_WHAT THIS TASK INVOLVES_: Please copy every record exactly as it is written.

(Saved data entries)
----

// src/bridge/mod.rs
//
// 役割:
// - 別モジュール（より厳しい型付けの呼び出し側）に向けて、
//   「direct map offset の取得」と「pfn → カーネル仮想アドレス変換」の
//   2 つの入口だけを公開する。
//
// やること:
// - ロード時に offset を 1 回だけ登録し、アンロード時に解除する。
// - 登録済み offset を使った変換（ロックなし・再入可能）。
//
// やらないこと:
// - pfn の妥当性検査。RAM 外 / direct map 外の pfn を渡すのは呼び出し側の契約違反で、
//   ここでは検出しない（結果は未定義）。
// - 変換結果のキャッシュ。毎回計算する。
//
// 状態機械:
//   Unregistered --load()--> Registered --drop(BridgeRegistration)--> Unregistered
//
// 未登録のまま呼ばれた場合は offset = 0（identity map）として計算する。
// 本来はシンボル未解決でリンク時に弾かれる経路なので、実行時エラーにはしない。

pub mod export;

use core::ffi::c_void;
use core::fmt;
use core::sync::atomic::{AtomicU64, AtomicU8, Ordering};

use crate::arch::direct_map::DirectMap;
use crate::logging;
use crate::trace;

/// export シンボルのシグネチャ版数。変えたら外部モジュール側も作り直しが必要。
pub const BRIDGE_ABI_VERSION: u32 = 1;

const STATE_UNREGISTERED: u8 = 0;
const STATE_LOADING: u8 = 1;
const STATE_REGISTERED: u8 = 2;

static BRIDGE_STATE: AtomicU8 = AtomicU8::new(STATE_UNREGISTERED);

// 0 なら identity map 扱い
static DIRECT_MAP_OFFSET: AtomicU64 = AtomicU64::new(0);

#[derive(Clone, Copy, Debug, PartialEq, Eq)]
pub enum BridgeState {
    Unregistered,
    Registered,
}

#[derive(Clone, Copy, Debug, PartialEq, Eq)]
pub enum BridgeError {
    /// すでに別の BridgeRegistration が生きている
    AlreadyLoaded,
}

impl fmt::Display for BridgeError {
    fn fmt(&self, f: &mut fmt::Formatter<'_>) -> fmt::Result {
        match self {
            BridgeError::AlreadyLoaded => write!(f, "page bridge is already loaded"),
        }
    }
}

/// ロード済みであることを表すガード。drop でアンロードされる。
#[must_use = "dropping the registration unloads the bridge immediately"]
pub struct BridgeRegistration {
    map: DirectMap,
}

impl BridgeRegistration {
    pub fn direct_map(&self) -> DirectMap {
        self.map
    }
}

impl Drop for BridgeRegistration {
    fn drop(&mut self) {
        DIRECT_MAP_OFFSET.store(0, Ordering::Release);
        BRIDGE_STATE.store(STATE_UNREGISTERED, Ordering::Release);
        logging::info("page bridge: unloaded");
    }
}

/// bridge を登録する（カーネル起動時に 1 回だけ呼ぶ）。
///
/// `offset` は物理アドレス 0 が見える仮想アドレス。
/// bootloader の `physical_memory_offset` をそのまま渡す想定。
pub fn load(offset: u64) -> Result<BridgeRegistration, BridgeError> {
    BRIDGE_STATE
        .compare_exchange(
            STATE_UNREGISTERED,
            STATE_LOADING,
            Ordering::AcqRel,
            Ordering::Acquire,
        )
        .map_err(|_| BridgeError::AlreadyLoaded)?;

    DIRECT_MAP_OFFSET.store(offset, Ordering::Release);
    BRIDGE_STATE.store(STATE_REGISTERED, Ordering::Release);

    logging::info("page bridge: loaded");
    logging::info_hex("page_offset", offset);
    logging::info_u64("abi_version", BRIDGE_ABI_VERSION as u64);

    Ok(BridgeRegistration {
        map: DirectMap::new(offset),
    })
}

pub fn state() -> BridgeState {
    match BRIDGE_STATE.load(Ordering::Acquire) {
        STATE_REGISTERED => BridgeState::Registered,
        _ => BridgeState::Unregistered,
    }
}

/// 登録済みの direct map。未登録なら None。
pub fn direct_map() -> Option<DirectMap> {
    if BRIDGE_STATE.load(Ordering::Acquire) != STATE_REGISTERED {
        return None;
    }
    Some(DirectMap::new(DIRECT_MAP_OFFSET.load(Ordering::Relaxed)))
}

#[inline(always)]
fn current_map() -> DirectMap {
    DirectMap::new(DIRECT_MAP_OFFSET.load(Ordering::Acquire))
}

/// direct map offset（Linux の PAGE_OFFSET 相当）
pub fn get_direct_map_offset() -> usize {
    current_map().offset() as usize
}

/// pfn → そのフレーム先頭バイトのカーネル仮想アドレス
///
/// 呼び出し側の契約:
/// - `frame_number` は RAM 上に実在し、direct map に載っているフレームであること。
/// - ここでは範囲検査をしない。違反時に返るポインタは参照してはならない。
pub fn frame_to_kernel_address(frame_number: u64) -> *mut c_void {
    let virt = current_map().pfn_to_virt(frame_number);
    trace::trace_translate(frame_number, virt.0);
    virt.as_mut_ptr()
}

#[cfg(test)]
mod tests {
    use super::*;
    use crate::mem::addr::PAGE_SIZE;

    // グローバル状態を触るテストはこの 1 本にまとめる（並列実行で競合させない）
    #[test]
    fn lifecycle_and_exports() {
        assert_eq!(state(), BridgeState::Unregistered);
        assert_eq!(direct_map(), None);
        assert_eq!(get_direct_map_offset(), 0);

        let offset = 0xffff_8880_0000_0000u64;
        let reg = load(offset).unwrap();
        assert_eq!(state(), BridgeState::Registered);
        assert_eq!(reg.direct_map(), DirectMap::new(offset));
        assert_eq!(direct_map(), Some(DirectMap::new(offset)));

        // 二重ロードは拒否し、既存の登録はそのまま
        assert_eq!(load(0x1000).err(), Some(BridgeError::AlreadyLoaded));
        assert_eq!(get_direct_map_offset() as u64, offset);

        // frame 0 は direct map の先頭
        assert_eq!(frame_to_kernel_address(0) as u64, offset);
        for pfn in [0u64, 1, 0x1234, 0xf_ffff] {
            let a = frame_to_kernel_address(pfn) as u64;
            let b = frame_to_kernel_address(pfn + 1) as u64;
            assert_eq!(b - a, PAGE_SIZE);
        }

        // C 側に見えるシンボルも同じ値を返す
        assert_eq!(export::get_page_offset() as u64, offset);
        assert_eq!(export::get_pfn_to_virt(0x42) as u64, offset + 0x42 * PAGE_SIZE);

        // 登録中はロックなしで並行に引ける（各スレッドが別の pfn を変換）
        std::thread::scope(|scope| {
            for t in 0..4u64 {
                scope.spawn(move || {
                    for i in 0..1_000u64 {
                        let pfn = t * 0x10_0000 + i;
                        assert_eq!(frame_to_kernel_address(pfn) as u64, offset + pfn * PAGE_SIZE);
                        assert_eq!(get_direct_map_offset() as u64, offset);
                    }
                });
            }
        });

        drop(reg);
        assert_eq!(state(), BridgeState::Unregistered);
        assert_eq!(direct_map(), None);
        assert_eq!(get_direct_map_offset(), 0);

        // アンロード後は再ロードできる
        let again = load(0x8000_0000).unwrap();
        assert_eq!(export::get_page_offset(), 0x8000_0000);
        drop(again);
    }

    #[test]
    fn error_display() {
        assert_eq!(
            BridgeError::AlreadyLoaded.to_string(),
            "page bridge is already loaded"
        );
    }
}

----

_RESPONSE TO THIS EXERCISE_:
// src/bridge/mod.rs
//
// 役割:
// - 別モジュール（より厳しい型付けの呼び出し側）に向けて、
//   「direct map offset の取得」と「pfn → カーネル仮想アドレス変換」の
//   2 つの入口だけを公開する。
//
// やること:
// - ロード時に offset を 1 回だけ登録し、アンロード時に解除する。
// - 登録済み offset を使った変換（ロックなし・再入可能）。
//
// やらないこと:
// - pfn の妥当性検査。RAM 外 / direct map 外の pfn を渡すのは呼び出し側の契約違反で、
//   ここでは検出しない（結果は未定義）。
// - 変換結果のキャッシュ。毎回計算する。
//
// 状態機械:
//   Unregistered --load()--> Registered --drop(BridgeRegistration)--> Unregistered
//
// 未登録のまま呼ばれた場合は offset = 0（identity map）として計算する。
// 本来はシンボル未解決でリンク時に弾かれる経路なので、実行時エラーにはしない。

pub mod export;

use core::ffi::c_void;
use core::fmt;
use core::sync::atomic::{AtomicU64, AtomicU8, Ordering};

use crate::arch::direct_map::DirectMap;
use crate::logging;
use crate::trace;

/// export シンボルのシグネチャ版数。変えたら外部モジュール側も作り直しが必要。
pub const BRIDGE_ABI_VERSION: u32 = 1;

const STATE_UNREGISTERED: u8 = 0;
const STATE_LOADING: u8 = 1;
const STATE_REGISTERED: u8 = 2;

static BRIDGE_STATE: AtomicU8 = AtomicU8::new(STATE_UNREGISTERED);

// 0 なら identity map 扱い
static DIRECT_MAP_OFFSET: AtomicU64 = AtomicU64::new(0);

#[derive(Clone, Copy, Debug, PartialEq, Eq)]
pub enum BridgeState {
    Unregistered,
    Registered,
}

#[derive(Clone, Copy, Debug, PartialEq, Eq)]
pub enum BridgeError {
    /// すでに別の BridgeRegistration が生きている
    AlreadyLoaded,
}

impl fmt::Display for BridgeError {
    fn fmt(&self, f: &mut fmt::Formatter<'_>) -> fmt::Result {
        match self {
            BridgeError::AlreadyLoaded => write!(f, "page bridge is already loaded"),
        }
    }
}

/// ロード済みであることを表すガード。drop でアンロードされる。
#[must_use = "dropping the registration unloads the bridge immediately"]
pub struct BridgeRegistration {
    map: DirectMap,
}

impl BridgeRegistration {
    pub fn direct_map(&self) -> DirectMap {
        self.map
    }
}

impl Drop for BridgeRegistration {
    fn drop(&mut self) {
        DIRECT_MAP_OFFSET.store(0, Ordering::Release);
        BRIDGE_STATE.store(STATE_UNREGISTERED, Ordering::Release);
        logging::info("page bridge: unloaded");
    }
}

/// bridge を登録する（カーネル起動時に 1 回だけ呼ぶ）。
///
/// `offset` は物理アドレス 0 が見える仮想アドレス。
/// bootloader の `physical_memory_offset` をそのまま渡す想定。
pub fn load(offset: u64) -> Result<BridgeRegistration, BridgeError> {
    BRIDGE_STATE
        .compare_exchange(
            STATE_UNREGISTERED,
            STATE_LOADING,
            Ordering::AcqRel,
            Ordering::Acquire,
        )
        .map_err(|_| BridgeError::AlreadyLoaded)?;

    DIRECT_MAP_OFFSET.store(offset, Ordering::Release);
    BRIDGE_STATE.store(STATE_REGISTERED, Ordering::Release);

    logging::info("page bridge: loaded");
    logging::info_hex("page_offset", offset);
    logging::info_u64("abi_version", BRIDGE_ABI_VERSION as u64);

    Ok(BridgeRegistration {
        map: DirectMap::new(offset),
    })
}

pub fn state() -> BridgeState {
    match BRIDGE_STATE.load(Ordering::Acquire) {
        STATE_REGISTERED => BridgeState::Registered,
        _ => BridgeState::Unregistered,
    }
}

/// 登録済みの direct map。未登録なら None。
pub fn direct_map() -> Option<DirectMap> {
    if BRIDGE_STATE.load(Ordering::Acquire) != STATE_REGISTERED {
        return None;
    }
    Some(DirectMap::new(DIRECT_MAP_OFFSET.load(Ordering::Relaxed)))
}

#[inline(always)]
fn current_map() -> DirectMap {
    DirectMap::new(DIRECT_MAP_OFFSET.load(Ordering::Acquire))
}

/// direct map offset（Linux の PAGE_OFFSET 相当）
pub fn get_direct_map_offset() -> usize {
    current_map().offset() as usize
}

/// pfn → そのフレーム先頭バイトのカーネル仮想アドレス
///
/// 呼び出し側の契約:
/// - `frame_number` は RAM 上に実在し、direct map に載っているフレームであること。
/// - ここでは範囲検査をしない。違反時に返るポインタは参照してはならない。
pub fn frame_to_kernel_address(frame_number: u64) -> *mut c_void {
    let virt = current_map().pfn_to_virt(frame_number);
    trace::trace_translate(frame_number, virt.0);
    virt.as_mut_ptr()
}

#[cfg(test)]
mod tests {
    use super::*;
    use crate::mem::addr::PAGE_SIZE;

    // グローバル状態を触るテストはこの 1 本にまとめる（並列実行で競合させない）
    #[test]
    fn lifecycle_and_exports() {
        assert_eq!(state(), BridgeState::Unregistered);
        assert_eq!(direct_map(), None);
        assert_eq!(get_direct_map_offset(), 0);

        let offset = 0xffff_8880_0000_0000u64;
        let reg = load(offset).unwrap();
        assert_eq!(state(), BridgeState::Registered);
        assert_eq!(reg.direct_map(), DirectMap::new(offset));
        assert_eq!(direct_map(), Some(DirectMap::new(offset)));

        // 二重ロードは拒否し、既存の登録はそのまま
        assert_eq!(load(0x1000).err(), Some(BridgeError::AlreadyLoaded));
        assert_eq!(get_direct_map_offset() as u64, offset);

        // frame 0 は direct map の先頭
        assert_eq!(frame_to_kernel_address(0) as u64, offset);
        for pfn in [0u64, 1, 0x1234, 0xf_ffff] {
            let a = frame_to_kernel_address(pfn) as u64;
            let b = frame_to_kernel_address(pfn + 1) as u64;
            assert_eq!(b - a, PAGE_SIZE);
        }

        // C 側に見えるシンボルも同じ値を返す
        assert_eq!(export::get_page_offset() as u64, offset);
        assert_eq!(export::get_pfn_to_virt(0x42) as u64, offset + 0x42 * PAGE_SIZE);

        // 登録中はロックなしで並行に引ける（各スレッドが別の pfn を変換）
        std::thread::scope(|scope| {
            for t in 0..4u64 {
                scope.spawn(move || {
                    for i in 0..1_000u64 {
                        let pfn = t * 0x10_0000 + i;
                        assert_eq!(frame_to_kernel_address(pfn) as u64, offset + pfn * PAGE_SIZE);
                        assert_eq!(get_direct_map_offset() as u64, offset);
                    }
                });
            }
        });

        drop(reg);
        assert_eq!(state(), BridgeState::Unregistered);
        assert_eq!(direct_map(), None);
        assert_eq!(get_direct_map_offset(), 0);

        // アンロード後は再ロードできる
        let again = load(0x8000_0000).unwrap();
        assert_eq!(export::get_page_offset(), 0x8000_0000);
        drop(again);
    }

    #[test]
    fn error_display() {
        assert_eq!(
            BridgeError::AlreadyLoaded.to_string(),
            "page bridge is already loaded"
        );
    }
}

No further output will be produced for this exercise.